Thermoelement

Metallurgie

Sensor zur Temperaturmessung. Das Thermoelement besteht aus der Verbindung zweier metallischen Leiter aus unterschiedlichem Material (Thermopaar), das aufgrund des thermoelektrischen Effekts bei Temperatureinwirkung elektrische Energie liefert. Die beiden Materialien sind durch Lötung oder Schweißung miteinander verbunden. Wird die Verbindungsstelle dieses Thermopaares erwärmt, so bildet sich eine Thermospannung aus, die mit einem Millivoltmeter, das in den Leiterkreis eingebaut ist, gemessen werden kann.
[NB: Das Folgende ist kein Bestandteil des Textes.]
//! Error responses shared by all handlers.

use axum::{extract::rejection::JsonRejection, http::StatusCode, Json};
use serde::{Deserialize, Serialize};
use shared::models::TimeWindowError;
use shared::promql::PromQlError;
use shared::storage::StoreError;

/// Error body returned by every endpoint.
#[derive(Debug, Serialize, Deserialize)]
pub struct ApiError {
    /// Machine-readable error code.
    pub error: String,
    /// Detailed error message.
    pub message: String,
}

/// Handler result type.
pub type ApiResult<T> = Result<T, (StatusCode, Json<ApiError>)>;

/// Builds an error response.
pub fn api_error(
    status: StatusCode,
    error: &str,
    message: impl Into<String>,
) -> (StatusCode, Json<ApiError>) {
    (
        status,
        Json(ApiError {
            error: error.to_string(),
            message: message.into(),
        }),
    )
}

/// Maps a store error to a response.
pub fn store_error(err: StoreError) -> (StatusCode, Json<ApiError>) {
    match err {
        StoreError::NotFound { .. } => api_error(StatusCode::NOT_FOUND, "not_found", err.to_string()),
        StoreError::AlreadyExists { .. } => {
            api_error(StatusCode::CONFLICT, "already_exists", err.to_string())
        }
        StoreError::Validation(_) => {
            api_error(StatusCode::BAD_REQUEST, "validation_failed", err.to_string())
        }
        StoreError::LockError(_) => {
            tracing::error!(error = %err, "Store unavailable");
            api_error(
                StatusCode::INTERNAL_SERVER_ERROR,
                "storage_error",
                err.to_string(),
            )
        }
    }
}

/// Maps a query generation error to a response.
pub fn promql_error(err: PromQlError) -> (StatusCode, Json<ApiError>) {
    let code = match &err {
        PromQlError::InvalidAggregation { .. } => "invalid_aggregation",
        PromQlError::EmptyWindow | PromQlError::TimeWindow(_) => "invalid_window",
        PromQlError::InvalidLabel(_) => "invalid_label",
        PromQlError::NoMetricSelected => "no_metric_selected",
        PromQlError::MetricMismatch { .. } => "metric_mismatch",
        PromQlError::Metric(_) => "invalid_metric",
    };
    api_error(StatusCode::BAD_REQUEST, code, err.to_string())
}

/// Maps a window resolution error to a response.
pub fn window_error(err: TimeWindowError) -> (StatusCode, Json<ApiError>) {
    api_error(StatusCode::BAD_REQUEST, "invalid_window", err.to_string())
}

/// Unwraps a JSON body, turning rejections into a 400.
///
/// A body cut off by the size limit keeps its 413.
pub fn json_body<T>(payload: Result<Json<T>, JsonRejection>) -> ApiResult<T> {
    payload.map(|Json(body)| body).map_err(|rejection| {
        if rejection.status() == StatusCode::PAYLOAD_TOO_LARGE {
            api_error(
                StatusCode::PAYLOAD_TOO_LARGE,
                "payload_too_large",
                rejection.body_text(),
            )
        } else {
            api_error(StatusCode::BAD_REQUEST, "invalid_json", rejection.body_text())
        }
    })
}
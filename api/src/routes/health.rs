//! Health check endpoint.

use crate::state::AppState;
use axum::{extract::State, routing::get, Json, Router};
use serde::Serialize;

/// Health check response.
#[derive(Debug, Serialize)]
pub struct HealthResponse {
    /// Service status ("healthy" if the stores answer, "degraded" otherwise).
    pub status: &'static str,
    /// Service name.
    pub service: &'static str,
    /// Service version.
    pub version: &'static str,
    /// Number of metrics in the catalog.
    #[serde(skip_serializing_if = "Option::is_none")]
    pub catalog_metrics: Option<usize>,
}

/// Creates the health check routes.
pub fn health_routes(state: AppState) -> Router {
    Router::new()
        .route("/health", get(health_check))
        .with_state(state)
}

/// Always answers 200 so load balancers can tell the process is up; a
/// poisoned catalog lock shows up as "degraded".
async fn health_check(State(state): State<AppState>) -> Json<HealthResponse> {
    let catalog_metrics = state.catalog().count().ok();
    Json(HealthResponse {
        status: if catalog_metrics.is_some() {
            "healthy"
        } else {
            "degraded"
        },
        service: "flowdeck-api",
        version: env!("CARGO_PKG_VERSION"),
        catalog_metrics,
    })
}
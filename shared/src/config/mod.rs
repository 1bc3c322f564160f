//! Configuration module for Flowdeck clients.

pub mod client;

pub use client::ClientConfig;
Sie ist sowohl von den für das Thermoelement verwendeten Metallen als auch vom Temperaturunterschied zwischen der Lötstelle und der Anschlussstelle des Messinstrumentes abhängig. Die Anschlusstelle wird auch als das „kalte Ende“ des Thermopaares oder als „Vergleichsstelle“ bezeichnet. Die Thermospannung ergibt sich somit als Folge der Temperaturdifferenz zwischen der heißen Verbindungsstelle und dem kalten Ende des Elementes. Thermoelemente sind genormt in DIN EN 60584, die Tabelle zeigt die gebräuchlichsten Thermopaare.